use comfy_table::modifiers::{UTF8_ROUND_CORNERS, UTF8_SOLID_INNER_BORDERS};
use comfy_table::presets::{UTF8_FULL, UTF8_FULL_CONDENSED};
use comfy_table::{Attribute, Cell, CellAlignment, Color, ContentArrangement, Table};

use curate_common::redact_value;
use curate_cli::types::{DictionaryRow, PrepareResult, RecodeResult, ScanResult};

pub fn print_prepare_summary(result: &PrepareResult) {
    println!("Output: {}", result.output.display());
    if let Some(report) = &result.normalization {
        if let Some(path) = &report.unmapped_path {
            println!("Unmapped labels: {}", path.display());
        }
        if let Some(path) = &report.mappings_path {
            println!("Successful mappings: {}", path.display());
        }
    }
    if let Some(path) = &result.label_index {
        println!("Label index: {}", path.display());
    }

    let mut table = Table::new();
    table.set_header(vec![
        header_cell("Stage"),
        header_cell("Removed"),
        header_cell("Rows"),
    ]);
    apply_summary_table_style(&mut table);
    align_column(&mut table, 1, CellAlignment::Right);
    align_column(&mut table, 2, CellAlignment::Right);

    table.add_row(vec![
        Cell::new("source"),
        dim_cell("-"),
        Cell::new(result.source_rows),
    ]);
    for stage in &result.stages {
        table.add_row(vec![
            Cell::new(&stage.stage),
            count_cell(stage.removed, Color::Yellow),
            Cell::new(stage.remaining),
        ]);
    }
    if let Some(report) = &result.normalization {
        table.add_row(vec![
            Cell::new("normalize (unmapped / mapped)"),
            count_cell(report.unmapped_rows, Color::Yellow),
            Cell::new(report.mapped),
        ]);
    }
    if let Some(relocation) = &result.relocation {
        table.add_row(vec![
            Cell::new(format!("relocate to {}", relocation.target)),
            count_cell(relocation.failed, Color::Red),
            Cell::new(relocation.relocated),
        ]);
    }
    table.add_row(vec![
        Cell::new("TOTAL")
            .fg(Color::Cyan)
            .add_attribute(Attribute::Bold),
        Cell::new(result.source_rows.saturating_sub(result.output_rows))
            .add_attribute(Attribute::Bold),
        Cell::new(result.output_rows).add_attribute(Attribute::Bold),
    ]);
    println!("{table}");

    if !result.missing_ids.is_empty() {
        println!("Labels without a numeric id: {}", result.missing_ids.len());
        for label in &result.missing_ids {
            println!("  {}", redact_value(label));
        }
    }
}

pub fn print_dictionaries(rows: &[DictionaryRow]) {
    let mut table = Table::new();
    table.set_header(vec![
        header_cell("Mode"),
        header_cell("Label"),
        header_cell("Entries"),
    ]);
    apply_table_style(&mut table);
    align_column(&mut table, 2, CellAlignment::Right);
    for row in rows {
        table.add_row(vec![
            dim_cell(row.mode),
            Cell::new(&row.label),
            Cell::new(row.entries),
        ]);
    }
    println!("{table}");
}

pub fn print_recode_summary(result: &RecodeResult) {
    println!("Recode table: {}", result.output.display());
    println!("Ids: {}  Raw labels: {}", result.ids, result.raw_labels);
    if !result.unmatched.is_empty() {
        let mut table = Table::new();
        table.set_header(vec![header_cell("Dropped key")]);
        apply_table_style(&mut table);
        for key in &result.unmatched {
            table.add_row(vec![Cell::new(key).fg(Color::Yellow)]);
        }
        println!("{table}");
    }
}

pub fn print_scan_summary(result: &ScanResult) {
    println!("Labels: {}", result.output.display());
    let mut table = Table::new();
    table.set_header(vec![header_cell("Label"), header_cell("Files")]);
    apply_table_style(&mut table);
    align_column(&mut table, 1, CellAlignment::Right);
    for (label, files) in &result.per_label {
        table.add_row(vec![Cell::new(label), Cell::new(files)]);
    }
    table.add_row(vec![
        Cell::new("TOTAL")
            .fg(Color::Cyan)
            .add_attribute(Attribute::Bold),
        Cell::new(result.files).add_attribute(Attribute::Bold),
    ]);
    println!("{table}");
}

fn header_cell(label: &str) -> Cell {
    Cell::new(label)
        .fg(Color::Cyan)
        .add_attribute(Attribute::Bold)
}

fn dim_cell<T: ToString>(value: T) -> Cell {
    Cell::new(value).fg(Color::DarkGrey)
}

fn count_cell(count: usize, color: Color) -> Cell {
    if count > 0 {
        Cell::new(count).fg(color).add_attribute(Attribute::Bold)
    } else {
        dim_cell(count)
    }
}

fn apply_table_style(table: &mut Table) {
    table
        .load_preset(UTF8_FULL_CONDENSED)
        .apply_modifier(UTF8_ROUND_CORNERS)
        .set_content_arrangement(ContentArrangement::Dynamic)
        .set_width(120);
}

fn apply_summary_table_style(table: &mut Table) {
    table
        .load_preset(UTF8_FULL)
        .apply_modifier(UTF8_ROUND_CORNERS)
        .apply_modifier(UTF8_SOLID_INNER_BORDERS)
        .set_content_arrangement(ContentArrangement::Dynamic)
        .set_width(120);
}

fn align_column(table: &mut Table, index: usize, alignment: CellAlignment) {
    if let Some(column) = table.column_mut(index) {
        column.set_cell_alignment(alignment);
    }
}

### Problem statement
Would you transcribe every entry exactly, leaving nothing out?

### Solution for this problem
use comfy_table::modifiers::{UTF8_ROUND_CORNERS, UTF8_SOLID_INNER_BORDERS};
use comfy_table::presets::{UTF8_FULL, UTF8_FULL_CONDENSED};
use comfy_table::{Attribute, Cell, CellAlignment, Color, ContentArrangement, Table};

use curate_common::redact_value;
use curate_cli::types::{DictionaryRow, PrepareResult, RecodeResult, ScanResult};

pub fn print_prepare_summary(result: &PrepareResult) {
    println!("Output: {}", result.output.display());
    if let Some(report) = &result.normalization {
        if let Some(path) = &report.unmapped_path {
            println!("Unmapped labels: {}", path.display());
        }
        if let Some(path) = &report.mappings_path {
            println!("Successful mappings: {}", path.display());
        }
    }
    if let Some(path) = &result.label_index {
        println!("Label index: {}", path.display());
    }

    let mut table = Table::new();
    table.set_header(vec![
        header_cell("Stage"),
        header_cell("Removed"),
        header_cell("Rows"),
    ]);
    apply_summary_table_style(&mut table);
    align_column(&mut table, 1, CellAlignment::Right);
    align_column(&mut table, 2, CellAlignment::Right);

    table.add_row(vec![
        Cell::new("source"),
        dim_cell("-"),
        Cell::new(result.source_rows),
    ]);
    for stage in &result.stages {
        table.add_row(vec![
            Cell::new(&stage.stage),
            count_cell(stage.removed, Color::Yellow),
            Cell::new(stage.remaining),
        ]);
    }
    if let Some(report) = &result.normalization {
        table.add_row(vec![
            Cell::new("normalize (unmapped / mapped)"),
            count_cell(report.unmapped_rows, Color::Yellow),
            Cell::new(report.mapped),
        ]);
    }
    if let Some(relocation) = &result.relocation {
        table.add_row(vec![
            Cell::new(format!("relocate to {}", relocation.target)),
            count_cell(relocation.failed, Color::Red),
            Cell::new(relocation.relocated),
        ]);
    }
    table.add_row(vec![
        Cell::new("TOTAL")
            .fg(Color::Cyan)
            .add_attribute(Attribute::Bold),
        Cell::new(result.source_rows.saturating_sub(result.output_rows))
            .add_attribute(Attribute::Bold),
        Cell::new(result.output_rows).add_attribute(Attribute::Bold),
    ]);
    println!("{table}");

    if !result.missing_ids.is_empty() {
        println!("Labels without a numeric id: {}", result.missing_ids.len());
        for label in &result.missing_ids {
            println!("  {}", redact_value(label));
        }
    }
}

pub fn print_dictionaries(rows: &[DictionaryRow]) {
    let mut table = Table::new();
    table.set_header(vec![
        header_cell("Mode"),
        header_cell("Label"),
        header_cell("Entries"),
    ]);
    apply_table_style(&mut table);
    align_column(&mut table, 2, CellAlignment::Right);
    for row in rows {
        table.add_row(vec![
            dim_cell(row.mode),
            Cell::new(&row.label),
            Cell::new(row.entries),
        ]);
    }
    println!("{table}");
}

pub fn print_recode_summary(result: &RecodeResult) {
    println!("Recode table: {}", result.output.display());
    println!("Ids: {}  Raw labels: {}", result.ids, result.raw_labels);
    if !result.unmatched.is_empty() {
        let mut table = Table::new();
        table.set_header(vec![header_cell("Dropped key")]);
        apply_table_style(&mut table);
        for key in &result.unmatched {
            table.add_row(vec![Cell::new(key).fg(Color::Yellow)]);
        }
        println!("{table}");
    }
}

pub fn print_scan_summary(result: &ScanResult) {
    println!("Labels: {}", result.output.display());
    let mut table = Table::new();
    table.set_header(vec![header_cell("Label"), header_cell("Files")]);
    apply_table_style(&mut table);
    align_column(&mut table, 1, CellAlignment::Right);
    for (label, files) in &result.per_label {
        table.add_row(vec![Cell::new(label), Cell::new(files)]);
    }
    table.add_row(vec![
        Cell::new("TOTAL")
            .fg(Color::Cyan)
            .add_attribute(Attribute::Bold),
        Cell::new(result.files).add_attribute(Attribute::Bold),
    ]);
    println!("{table}");
}

fn header_cell(label: &str) -> Cell {
    Cell::new(label)
        .fg(Color::Cyan)
        .add_attribute(Attribute::Bold)
}

fn dim_cell<T: ToString>(value: T) -> Cell {
    Cell::new(value).fg(Color::DarkGrey)
}

fn count_cell(count: usize, color: Color) -> Cell {
    if count > 0 {
        Cell::new(count).fg(color).add_attribute(Attribute::Bold)
    } else {
        dim_cell(count)
    }
}

fn apply_table_style(table: &mut Table) {
    table
        .load_preset(UTF8_FULL_CONDENSED)
        .apply_modifier(UTF8_ROUND_CORNERS)
        .set_content_arrangement(ContentArrangement::Dynamic)
        .set_width(120);
}

fn apply_summary_table_style(table: &mut Table) {
    table
        .load_preset(UTF8_FULL)
        .apply_modifier(UTF8_ROUND_CORNERS)
        .apply_modifier(UTF8_SOLID_INNER_BORDERS)
        .set_content_arrangement(ContentArrangement::Dynamic)
        .set_width(120);
}

fn align_column(table: &mut Table, index: usize, alignment: CellAlignment) {
    if let Some(column) = table.column_mut(index) {
        column.set_cell_alignment(alignment);
    }
}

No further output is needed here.